● Provided records:
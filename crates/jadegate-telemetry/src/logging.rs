//! Logging configuration and setup.
//!
//! Output always goes to stderr: the proxy binary speaks JSON-RPC over
//! stdout, so nothing in this process may write a log line there.

use serde::{Deserialize, Serialize};
use tracing_subscriber::{
    fmt::{self, format::FmtSpan},
    layer::SubscriberExt,
    util::SubscriberInitExt,
    EnvFilter,
};

use crate::error::{TelemetryError, TelemetryResult};

fn init_err<E: std::fmt::Display>(e: E) -> TelemetryError {
    TelemetryError::InitError(e.to_string())
}

/// Log format options.
#[derive(Debug, Clone, Copy, Default, PartialEq, Eq, Serialize, Deserialize)]
#[serde(rename_all = "lowercase")]
pub enum LogFormat {
    /// Human-readable format with colors (default).
    #[default]
    Pretty,
    /// Compact single-line format.
    Compact,
    /// JSON format for structured logging.
    Json,
    /// Full format with all fields.
    Full,
}

impl std::str::FromStr for LogFormat {
    type Err = TelemetryError;

    fn from_str(s: &str) -> Result<Self, Self::Err> {
        match s.to_lowercase().as_str() {
            "pretty" => Ok(LogFormat::Pretty),
            "compact" => Ok(LogFormat::Compact),
            "json" => Ok(LogFormat::Json),
            "full" => Ok(LogFormat::Full),
            other => Err(TelemetryError::ConfigError(format!(
                "unknown log format: {other}"
            ))),
        }
    }
}

impl std::fmt::Display for LogFormat {
    fn fmt(&self, f: &mut std::fmt::Formatter<'_>) -> std::fmt::Result {
        let s = match self {
            LogFormat::Pretty => "pretty",
            LogFormat::Compact => "compact",
            LogFormat::Json => "json",
            LogFormat::Full => "full",
        };
        write!(f, "{s}")
    }
}

/// Logging configuration.
#[derive(Debug, Clone, Serialize, Deserialize)]
pub struct LogConfig {
    /// Log level filter (e.g., "info", "debug", "trace").
    #[serde(default = "default_level")]
    pub level: String,
    /// Log format.
    #[serde(default)]
    pub format: LogFormat,
    /// Whether to include timestamps.
    #[serde(default = "default_true")]
    pub timestamps: bool,
    /// Whether to include file/line info.
    #[serde(default)]
    pub file_info: bool,
    /// Whether to include span open/close events.
    #[serde(default)]
    pub span_events: bool,
    /// Whether to use ANSI colors.
    #[serde(default = "default_true")]
    pub ansi: bool,
    /// Directive overrides (e.g., `jadegate_proxy=debug`).
    #[serde(default)]
    pub directives: Vec<String>,
}

fn default_level() -> String {
    "info".to_string()
}

fn default_true() -> bool {
    true
}

impl Default for LogConfig {
    fn default() -> Self {
        Self {
            level: default_level(),
            format: LogFormat::default(),
            timestamps: true,
            file_info: false,
            span_events: false,
            ansi: true,
            directives: Vec::new(),
        }
    }
}

impl LogConfig {
    /// Create a new log config with the specified level.
    #[must_use]
    pub fn new(level: impl Into<String>) -> Self {
        Self {
            level: level.into(),
            ..Default::default()
        }
    }

    /// Set the log format.
    #[must_use]
    pub fn with_format(mut self, format: LogFormat) -> Self {
        self.format = format;
        self
    }

    /// Add a directive override.
    #[must_use]
    pub fn with_directive(mut self, directive: impl Into<String>) -> Self {
        self.directives.push(directive.into());
        self
    }

    /// Disable timestamps.
    #[must_use]
    pub fn without_timestamps(mut self) -> Self {
        self.timestamps = false;
        self
    }

    /// Enable file/line info.
    #[must_use]
    pub fn with_file_info(mut self) -> Self {
        self.file_info = true;
        self
    }

    /// Enable span open/close events.
    #[must_use]
    pub fn with_span_events(mut self) -> Self {
        self.span_events = true;
        self
    }

    /// Disable ANSI colors.
    #[must_use]
    pub fn without_ansi(mut self) -> Self {
        self.ansi = false;
        self
    }

    fn build_filter(&self) -> TelemetryResult<EnvFilter> {
        let mut filter = EnvFilter::try_new(&self.level)
            .map_err(|e| TelemetryError::ConfigError(e.to_string()))?;

        for directive in &self.directives {
            filter = filter.add_directive(directive.parse().map_err(
                |e: tracing_subscriber::filter::ParseError| {
                    TelemetryError::ConfigError(e.to_string())
                },
            )?);
        }

        Ok(filter)
    }

    fn span_events(&self) -> FmtSpan {
        if self.span_events {
            FmtSpan::NEW | FmtSpan::CLOSE
        } else {
            FmtSpan::NONE
        }
    }
}

/// Set up logging with the given configuration, writing to stderr.
///
/// # Errors
///
/// Returns an error if the configuration is invalid or logging cannot be
/// initialized (for instance, a second call in the same process).
pub fn setup_logging(config: &LogConfig) -> TelemetryResult<()> {
    let filter = config.build_filter()?;

    macro_rules! init {
        ($fmt_call:ident) => {{
            let layer = fmt::layer()
                .$fmt_call()
                .with_writer(std::io::stderr)
                .with_ansi(config.ansi)
                .with_file(config.file_info)
                .with_line_number(config.file_info)
                .with_span_events(config.span_events());
            if config.timestamps {
                tracing_subscriber::registry()
                    .with(filter)
                    .with(layer)
                    .try_init()
                    .map_err(init_err)
            } else {
                tracing_subscriber::registry()
                    .with(filter)
                    .with(layer.without_time())
                    .try_init()
                    .map_err(init_err)
            }
        }};
    }

    match config.format {
        LogFormat::Json => {
            let layer = fmt::layer()
                .json()
                .with_writer(std::io::stderr)
                .with_file(config.file_info)
                .with_line_number(config.file_info)
                .with_span_events(config.span_events());
            if config.timestamps {
                tracing_subscriber::registry()
                    .with(filter)
                    .with(layer)
                    .try_init()
                    .map_err(init_err)
            } else {
                tracing_subscriber::registry()
                    .with(filter)
                    .with(layer.without_time())
                    .try_init()
                    .map_err(init_err)
            }
        }
        LogFormat::Pretty => init!(pretty),
        LogFormat::Compact => init!(compact),
        LogFormat::Full => {
            let layer = fmt::layer()
                .with_writer(std::io::stderr)
                .with_ansi(config.ansi)
                .with_file(config.file_info)
                .with_line_number(config.file_info)
                .with_span_events(config.span_events());
            if config.timestamps {
                tracing_subscriber::registry()
                    .with(filter)
                    .with(layer)
                    .try_init()
                    .map_err(init_err)
            } else {
                tracing_subscriber::registry()
                    .with(filter)
                    .with(layer.without_time())
                    .try_init()
                    .map_err(init_err)
            }
        }
    }
}

/// Set up default logging (info level, stderr, pretty format).
///
/// # Errors
///
/// Returns an error if logging cannot be initialized.
pub fn setup_default_logging() -> TelemetryResult<()> {
    setup_logging(&LogConfig::default())
}
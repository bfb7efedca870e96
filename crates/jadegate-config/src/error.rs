//! Configuration error types.

use std::path::PathBuf;

use thiserror::Error;

/// Errors that can occur while loading or validating configuration.
#[derive(Debug, Error)]
pub enum ConfigError {
    /// I/O failure reading a config file.
    #[error("config I/O error at {path}: {source}")]
    Io {
        /// The file that could not be read.
        path: PathBuf,
        /// Underlying I/O error.
        #[source]
        source: std::io::Error,
    },

    /// The config file was not valid TOML.
    #[error("config parse error in {path}: {source}")]
    Parse {
        /// The file that failed to parse.
        path: PathBuf,
        /// Underlying TOML error.
        #[source]
        source: toml::de::Error,
    },

    /// An environment variable held a value that could not be parsed
    /// into the expected field type.
    #[error("environment variable {var} has an invalid value {value:?}: {reason}")]
    InvalidEnvVar {
        /// The variable name, e.g. `JADEGATE_DEFAULT_TIMEOUT_SECS`.
        var: &'static str,
        /// The raw value read from the environment.
        value: String,
        /// Why it was rejected.
        reason: String,
    },

    /// The home directory could not be resolved, and no explicit
    /// override was given.
    #[error("could not resolve a home directory; pass an explicit config path")]
    NoHomeDir,
}

/// Result type for configuration operations.
pub type ConfigResult<T> = Result<T, ConfigError>;
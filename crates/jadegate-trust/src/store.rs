//! [`TrustStore`]: a local, write-through cache of tool certificates
//! persisted one JSON file per tool under a trust directory.

use std::path::{Path, PathBuf};

use dashmap::DashMap;
use serde::{Deserialize, Serialize};

use crate::certificate::Certificate;
use crate::error::{TrustError, TrustResult};
use crate::risk::RiskLevel;

/// Default trust directory, `${HOME}/.jadegate/trust`. Independent of
/// `jadegate-policy`'s copy of the same default so this crate can be used
/// standalone; both resolve to the same path.
#[must_use]
pub fn default_trust_dir() -> PathBuf {
    directories::UserDirs::new()
        .map(|dirs| dirs.home_dir().join(".jadegate").join("trust"))
        .unwrap_or_else(|| PathBuf::from(".jadegate/trust"))
}

/// Aggregate counts over every certificate currently in the store.
#[derive(Debug, Clone, Serialize, Deserialize)]
pub struct TrustSummary {
    /// Total number of certificates on file.
    pub total_certificates: usize,
    /// Number of certificates with a non-empty signature.
    pub signed: usize,
    /// Number of certificates at or above the default trust threshold (0.6).
    pub trusted: usize,
    /// Number of certificates whose risk level is `high` or `critical`.
    pub high_risk: usize,
    /// The trust directory this summary was computed from.
    pub trust_dir: PathBuf,
}

const DEFAULT_TRUST_THRESHOLD: f64 = 0.6;

/// Local certificate store. One JSON document per tool, keyed by a
/// filesystem-safe rendering of its `tool_id`. An in-memory cache is
/// populated on open and kept in sync with every write-through save.
#[derive(Debug)]
pub struct TrustStore {
    trust_dir: PathBuf,
    cache: DashMap<String, Certificate>,
}

impl TrustStore {
    /// Open (creating if absent) a trust store at `trust_dir`, loading every
    /// `*.cert.json` file found there into the in-memory cache.
    ///
    /// # Errors
    ///
    /// Returns [`TrustError::Io`] if `trust_dir` cannot be created.
    pub fn open(trust_dir: impl Into<PathBuf>) -> TrustResult<Self> {
        let trust_dir = trust_dir.into();
        std::fs::create_dir_all(&trust_dir).map_err(|source| TrustError::Io {
            path: trust_dir.clone(),
            source,
        })?;
        let store = Self {
            trust_dir,
            cache: DashMap::new(),
        };
        store.load_all();
        Ok(store)
    }

    /// Open the store at the default trust directory.
    ///
    /// # Errors
    ///
    /// Returns [`TrustError::Io`] if the default trust directory cannot be
    /// created.
    pub fn open_default() -> TrustResult<Self> {
        Self::open(default_trust_dir())
    }

    fn load_all(&self) {
        let Ok(entries) = std::fs::read_dir(&self.trust_dir) else {
            return;
        };
        for entry in entries.flatten() {
            let path = entry.path();
            if path.extension().and_then(|e| e.to_str()) != Some("json") {
                continue;
            }
            if path
                .file_name()
                .and_then(|n| n.to_str())
                .is_none_or(|n| !n.ends_with(".cert.json"))
            {
                continue;
            }
            match std::fs::read_to_string(&path) {
                Ok(text) => match serde_json::from_str::<Certificate>(&text) {
                    Ok(cert) => {
                        self.cache.insert(cert.tool_id.clone(), cert);
                    }
                    Err(source) => {
                        tracing::warn!(path = %path.display(), error = %source, "failed to parse certificate, skipping");
                    }
                },
                Err(source) => {
                    tracing::warn!(path = %path.display(), error = %source, "failed to read certificate, skipping");
                }
            }
        }
    }

    fn cert_path(&self, tool_id: &str) -> PathBuf {
        let safe_id = tool_id.replace(['/', '\\'], "_");
        self.trust_dir.join(format!("{safe_id}.cert.json"))
    }

    /// Look up a certificate by tool id, from the in-memory cache.
    #[must_use]
    pub fn get(&self, tool_id: &str) -> Option<Certificate> {
        self.cache.get(tool_id).map(|c| c.clone())
    }

    /// Persist a certificate to disk (temp-file + rename, to avoid torn
    /// reads from a concurrent reader) and update the cache.
    ///
    /// # Errors
    ///
    /// Returns [`TrustError::Io`] on any filesystem failure, or
    /// [`TrustError::Parse`] if the certificate cannot be serialized.
    pub fn save(&self, cert: Certificate) -> TrustResult<()> {
        let path = self.cert_path(&cert.tool_id);
        let text = serde_json::to_string_pretty(&cert).map_err(|source| TrustError::Parse {
            path: path.clone(),
            source,
        })?;

        let mut tmp = tempfile::NamedTempFile::new_in(&self.trust_dir).map_err(|source| {
            TrustError::Io {
                path: self.trust_dir.clone(),
                source,
            }
        })?;
        use std::io::Write;
        tmp.write_all(text.as_bytes())
            .map_err(|source| TrustError::Io {
                path: path.clone(),
                source,
            })?;
        tmp.persist(&path).map_err(|e| TrustError::Io {
            path: path.clone(),
            source: e.error,
        })?;

        tracing::debug!(tool_id = %cert.tool_id, path = %path.display(), "saved certificate");
        self.cache.insert(cert.tool_id.clone(), cert);
        Ok(())
    }

    /// Remove a certificate from disk and cache. Returns `true` if one was
    /// present.
    ///
    /// # Errors
    ///
    /// Returns [`TrustError::Io`] if the file exists but cannot be removed.
    pub fn remove(&self, tool_id: &str) -> TrustResult<bool> {
        self.cache.remove(tool_id);
        let path = self.cert_path(tool_id);
        if path.exists() {
            std::fs::remove_file(&path).map_err(|source| TrustError::Io { path, source })?;
            return Ok(true);
        }
        Ok(false)
    }

    /// All certificates currently in the store.
    #[must_use]
    pub fn list_all(&self) -> Vec<Certificate> {
        self.cache.iter().map(|e| e.value().clone()).collect()
    }

    /// Is this tool trusted? True iff a certificate exists with
    /// `trust_score >= min_score`.
    #[must_use]
    pub fn is_trusted(&self, tool_id: &str, min_score: f64) -> bool {
        self.get(tool_id)
            .is_some_and(|c| c.trust_score >= min_score)
    }

    /// Does this tool have a signed certificate?
    #[must_use]
    pub fn is_signed(&self, tool_id: &str) -> bool {
        self.get(tool_id).is_some_and(|c| !c.signature.is_empty())
    }

    /// Apply a Bayesian trust update to a tool's certificate and persist it.
    /// Returns the new score, or `None` if no certificate exists for
    /// `tool_id`.
    ///
    /// # Errors
    ///
    /// Returns [`TrustError::Io`]/[`TrustError::Parse`] if the updated
    /// certificate cannot be persisted. In-memory state is updated
    /// regardless (a failed persist doesn't roll back the score).
    pub fn update_trust(&self, tool_id: &str, success: bool) -> TrustResult<Option<f64>> {
        let Some(mut cert) = self.get(tool_id) else {
            return Ok(None);
        };
        let score = cert.update_trust(success);
        self.save(cert)?;
        Ok(Some(score))
    }

    /// Aggregate counts over the current store contents.
    #[must_use]
    pub fn summary(&self) -> TrustSummary {
        let total = self.cache.len();
        let mut signed = 0;
        let mut trusted = 0;
        let mut high_risk = 0;
        for entry in &self.cache {
            let cert = entry.value();
            if !cert.signature.is_empty() {
                signed = signed.saturating_add(1);
            }
            if cert.trust_score >= DEFAULT_TRUST_THRESHOLD {
                trusted = trusted.saturating_add(1);
            }
            if matches!(cert.risk_profile.level, RiskLevel::High | RiskLevel::Critical) {
                high_risk = high_risk.saturating_add(1);
            }
        }
        TrustSummary {
            total_certificates: total,
            signed,
            trusted,
            high_risk,
            trust_dir: self.trust_dir.clone(),
        }
    }

    /// The trust directory this store was opened against.
    #[must_use]
    pub fn trust_dir(&self) -> &Path {
        &self.trust_dir
    }
}
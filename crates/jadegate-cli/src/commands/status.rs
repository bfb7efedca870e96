//! `jadegate status` — a point-in-time snapshot of the trust store and
//! which policy-driven checks are active, without running a proxy.

use anyhow::Result;
use jadegate_config::Config;
use jadegate_policy::Policy;
use jadegate_trust::TrustStore;

use crate::theme::Theme;

pub(crate) fn run(config: &Config) -> Result<()> {
    println!("{}", Theme::header("JadeGate status"));
    println!();

    println!("{}", Theme::dimmed("Configuration"));
    println!("  Trust directory:   {}", config.trust_dir.display());
    println!(
        "  Policy file:       {}",
        config
            .policy_path
            .as_ref()
            .map_or_else(|| "(default policy, no file)".to_string(), |p| p.display().to_string())
    );
    println!(
        "  Audit log:         {}",
        config
            .audit_log_path
            .as_ref()
            .map_or_else(|| "(in-memory only)".to_string(), |p| p.display().to_string())
    );
    println!("  Log level/format:  {}/{}", config.log_level, config.log_format);
    println!("  Upstream timeout:  {}s", config.default_timeout_secs);
    println!();

    let policy = match &config.policy_path {
        Some(path) if path.exists() => Policy::from_file(path)?,
        _ => Policy::default(),
    };
    println!("{}", Theme::dimmed("Active checks"));
    print_toggle("Dangerous-pattern scan", policy.enable_dangerous_pattern_scan);
    print_toggle("Audit log", policy.enable_audit_log);
    println!("  Blocked actions:   {}", policy.blocked_actions.join(", "));
    println!("  Approval required: {}", policy.approval_required.join(", "));
    println!(
        "  Breaker threshold: {} failures / {}s cooldown",
        policy.breaker_threshold, policy.breaker_timeout_sec
    );
    println!("  Max call depth:    {}", policy.max_call_depth);
    println!();

    let store = TrustStore::open(&config.trust_dir)?;
    let summary = store.summary();
    println!("{}", Theme::dimmed("Trust store"));
    println!("  Directory:         {}", summary.trust_dir.display());
    println!("  Certificates:      {}", summary.total_certificates);
    println!("  Signed:            {}", summary.signed);
    println!("  Trusted (>=0.6):   {}", summary.trusted);
    println!("  High/critical risk:{}", summary.high_risk);
    println!();

    Ok(())
}

fn print_toggle(label: &str, enabled: bool) {
    let state = if enabled {
        Theme::success("enabled")
    } else {
        Theme::warning("disabled")
    };
    println!("  {label:<18} {state}");
}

● Task to carry out:
Report each line of the material above where the word "explicit" appears.

● Response to the exercise:
    /// The home directory could not be resolved, and no explicit
    #[error("could not resolve a home directory; pass an explicit config path")]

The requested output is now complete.